In North Beach, I ran into Faith Winthrop, a girl singer I knew from Cape Cod. She was singing at the hungry i. She needed a piano accompanist. I got the job. After the last set, Enrico took me aside and said, ‘When can you start steady?’ Suddenly I was house pianist at the hungry i. I played the acts on and off stage, accompanied them, or played soft background music throughout their routines.

PIANO PLAYERS AND COMICS

For some reason comics always think the piano player is funny. Frequently they direct parts of their routines at piano players, actually including us in their acts. Jack E. Leonard thought it was open season on piano players.

‘What key are you in sonny boy?’

‘D-flat.’

‘And you certainly are.’

One night after playing introductions for Mort Sahl, I slid off the piano bench and headed for the bar. Sahl’s voice knifed over the speakers.

‘Mister Asher, have you ever contemplated another means of livelihood?’

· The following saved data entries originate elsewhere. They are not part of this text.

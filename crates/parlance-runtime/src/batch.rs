//! Batch runs: one configuration over many seeds.
//!
//! Each run is independent and sequential. The report aggregates the final
//! windowed success, mean agent success, and convergence across seeds.

use crate::simulation::Simulation;
use parlance_core::config::SimulationConfig;
use parlance_core::error::Result;
use parlance_core::types::Tick;
use serde::Serialize;
use tracing::info;

/// Configuration for a batch of runs.
#[derive(Debug, Clone)]
pub struct BatchConfig {
    /// Every run uses this config with its own seed.
    pub base: SimulationConfig,
    pub seeds: Vec<u64>,
    pub ticks: u64,
}

impl BatchConfig {
    /// `runs` consecutive seeds starting at `base.seed`.
    pub fn new(base: SimulationConfig, runs: u64, ticks: u64) -> Self {
        let seeds = (0..runs).map(|i| base.seed.wrapping_add(i)).collect();
        Self { base, seeds, ticks }
    }
}

/// Final state of one run.
#[derive(Debug, Clone, PartialEq, Serialize)]
pub struct RunSummary {
    pub seed: u64,
    pub ticks: Tick,
    pub success: f64,
    pub average_success: f64,
    pub convergence: f64,
    pub distinct_words: usize,
    pub total_dialogs: u64,
}

/// Mean, minimum and maximum of one measure across runs.
#[derive(Debug, Clone, Copy, PartialEq, Serialize)]
pub struct Spread {
    pub mean: f64,
    pub min: f64,
    pub max: f64,
}

impl Spread {
    /// `None` for an empty input.
    pub fn of(values: impl IntoIterator<Item = f64>) -> Option<Self> {
        let values: Vec<f64> = values.into_iter().collect();
        if values.is_empty() {
            return None;
        }
        let min = values.iter().copied().fold(f64::INFINITY, f64::min);
        let max = values.iter().copied().fold(f64::NEG_INFINITY, f64::max);
        let mean = values.iter().sum::<f64>() / values.len() as f64;
        Some(Self { mean, min, max })
    }
}

/// Aggregated batch results.
#[derive(Debug, Clone, PartialEq, Serialize)]
pub struct BatchReport {
    pub runs: Vec<RunSummary>,
    pub success: Option<Spread>,
    pub average_success: Option<Spread>,
    pub convergence: Option<Spread>,
}

/// Run every seed of the batch to completion.
///
/// `on_run` is called after each run, e.g. to drive a progress bar.
pub fn run_batch<F>(batch: &BatchConfig, mut on_run: F) -> Result<BatchReport>
where
    F: FnMut(&RunSummary),
{
    let mut runs = Vec::with_capacity(batch.seeds.len());
    for &seed in &batch.seeds {
        let config = SimulationConfig {
            seed,
            record_history: false,
            record_steps: false,
            ..batch.base.clone()
        };
        let mut sim = Simulation::new(config)?;
        for _ in 0..batch.ticks {
            sim.tick()?;
        }
        let stats = sim.stats();
        let summary = RunSummary {
            seed,
            ticks: stats.tick,
            success: stats.success,
            average_success: stats.average_success,
            convergence: sim.convergence().overall,
            distinct_words: stats.distinct_words,
            total_dialogs: stats.total_dialogs,
        };
        info!(seed, success = summary.success, convergence = summary.convergence, "batch run finished");
        on_run(&summary);
        runs.push(summary);
    }

    Ok(BatchReport {
        success: Spread::of(runs.iter().map(|r| r.success)),
        average_success: Spread::of(runs.iter().map(|r| r.average_success)),
        convergence: Spread::of(runs.iter().map(|r| r.convergence)),
        runs,
    })
}

#[cfg(test)]
mod tests {
    use super::*;

    #[test]
    fn spread_of_values() {
        let spread = Spread::of([0.2, 0.6, 0.4]).unwrap();
        assert_eq!(spread.min, 0.2);
        assert_eq!(spread.max, 0.6);
        assert!((spread.mean - 0.4).abs() < 1e-12);
        assert_eq!(Spread::of(Vec::new()), None);
    }

    #[test]
    fn batch_runs_each_seed() {
        let base = SimulationConfig {
            population_size: 3,
            width: 3,
            height: 3,
            seed: 10,
            ..Default::default()
        };
        let batch = BatchConfig::new(base, 3, 20);
        assert_eq!(batch.seeds, vec![10, 11, 12]);

        let mut seen = 0;
        let report = run_batch(&batch, |_| seen += 1).unwrap();
        assert_eq!(seen, 3);
        assert_eq!(report.runs.len(), 3);
        assert!(report.runs.iter().all(|r| r.ticks == 20));
        let success = report.success.unwrap();
        assert!(success.min <= success.mean && success.mean <= success.max);
    }

    #[test]
    fn empty_batch_has_no_spread() {
        let batch = BatchConfig::new(SimulationConfig::default(), 0, 10);
        let report = run_batch(&batch, |_| {}).unwrap();
        assert!(report.runs.is_empty());
        assert_eq!(report.convergence, None);
    }
}
//! Retention rule: when does an agent give up on a word?
//!
//! Every use of a word appends its outcome (0.0 or 1.0) to the word's
//! history. Once the history holds `change_rate` outcomes the word is
//! judged on the mean `avg`:
//!
//! - `avg == 0`: always dropped
//! - `avg == 1`: always kept
//! - otherwise dropped with probability
//!   `1 / (1 + exp(4 · tan(radians(beta · (avg − alpha)))))`
//!
//! The tangent diverges as its argument reaches ±90°. The angle is
//! clamped to [-90°, 90°] and the resulting probability clamped to
//! [0, 1], so the rule saturates to "always keep" / "always drop"
//! instead of producing NaN or wrapping around.

use serde::{Deserialize, Serialize};

/// Largest angle, in degrees, fed to the tangent.
const MAX_ANGLE_DEGREES: f64 = 90.0;

/// Decision for a word's outcome history.
#[derive(Debug, Clone, Copy, PartialEq, Eq, Serialize, Deserialize)]
pub enum Verdict {
    /// Fewer than `change_rate` observations; keep observing.
    Pending,
    /// Keep the coupling and restart its history.
    Keep,
    /// Delete the coupling.
    Drop,
}

/// The sigmoid-derived drop/keep rule.
#[derive(Debug, Clone, Copy, PartialEq, Serialize, Deserialize)]
pub struct RetentionRule {
    pub change_rate: usize,
    pub alpha: f64,
    pub beta: f64,
}

impl RetentionRule {
    pub fn new(change_rate: usize, alpha: f64, beta: f64) -> Self {
        Self {
            change_rate,
            alpha,
            beta,
        }
    }

    /// Whether a history of this length is ready to be judged.
    pub fn is_due(&self, observations: usize) -> bool {
        observations >= self.change_rate
    }

    /// Probability that a word with mean success `avg` is dropped.
    pub fn drop_probability(&self, avg: f64) -> f64 {
        if avg <= 0.0 {
            return 1.0;
        }
        if avg >= 1.0 {
            return 0.0;
        }
        let degrees = (self.beta * (avg - self.alpha)).clamp(-MAX_ANGLE_DEGREES, MAX_ANGLE_DEGREES);
        let exponent = 4.0 * degrees.to_radians().tan();
        let probability = 1.0 / (1.0 + exponent.exp());
        if probability.is_nan() {
            return if exponent > 0.0 { 0.0 } else { 1.0 };
        }
        probability.clamp(0.0, 1.0)
    }

    /// Probability that a word with mean success `avg` survives judgement.
    pub fn keep_probability(&self, avg: f64) -> f64 {
        1.0 - self.drop_probability(avg)
    }

    /// Judge an outcome history.
    ///
    /// `draw` supplies a uniform sample in [0, 1) and is only called when
    /// the decision is actually stochastic, so deterministic verdicts do
    /// not consume randomness.
    pub fn judge(&self, history: &[f64], draw: impl FnOnce() -> f64) -> Verdict {
        if !self.is_due(history.len()) {
            return Verdict::Pending;
        }
        let avg = mean(history);
        if avg == 0.0 {
            return Verdict::Drop;
        }
        if avg == 1.0 {
            return Verdict::Keep;
        }
        if draw() < self.drop_probability(avg) {
            Verdict::Drop
        } else {
            Verdict::Keep
        }
    }
}

/// Arithmetic mean, 0.0 for an empty slice.
pub fn mean(values: &[f64]) -> f64 {
    if values.is_empty() {
        return 0.0;
    }
    values.iter().sum::<f64>() / values.len() as f64
}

‘No, have you?’ I replied. It got a big laugh.

But I’m not a comic; I’m a saloon piano player. You have to be fast with your fingers and be able to improvise. Once, a very good piano player, Jess Stacey, said, ‘I don’t look for every note to be a pearl. Sometimes they turn out to be meatballs. If you sense a meatball, a clinker or a clam coming on, you have only a few seconds at most to figure out how you are going to use it to your musical advantage.’

THE GLORY YEARS

I am indebted to Mary Etta Moose, one of the treasures of North Beach, for helping me recall the glory days of the saloon piano players, many of whom

I had forgotten.

Ed and Mary Etta Moose and their business partner, Sam Deitsch, brought many top saloon pianists to their much-missed Washington Square Bar & Grill, and later across the park to Moose’s. I was around for those glory years.

There was a Sunday afternoon when Norma Teagarden, sister of the legendary jazz trombonist Jack Teagarden, played at The Square (as we regulars called it). Norma and her mother, Helen, played fourhanded piano. Jack played his trombone and his brother Charlie blew trumpet licks. What an afternoon.

Mike Lipskin, stride piano man — now an entertainment lawyer — had an intellectual exercise when he played The Square’s old upright. He propped a copy of the Wall Street Journal on the music stand and affected reading it while he played. I was suckered into believe him.

And you might remember Dick Vartanian, the saloon piano player who wore a turban when he played at the old Rickshaw Bar in Chinatown’s Ross Alley. I thought I owned the Rickshaw, I hung out there so much. Whenever I walked in and Vartanian spied me from the piano bar, he stopped playing whatever tune he was into and began a slow, sexy version of “Teach Me Tonight” — my favorite show tune to this day.

But digressions are creeping into this Back Story, and there’s no room to expound on other saloon pianists who frequently made my day — and my nights. Other artists like Lou Levy, who played for his partner-vocalist Pinky Winters; Burt Bales; Mike Greensil; Jeannie Hoffman; Gini Wilson; John Horton Cooper; and the incomparable Earl “Fatha” Hines. I’m sure there are other giants that I have forgotten. My memory needs refreshing.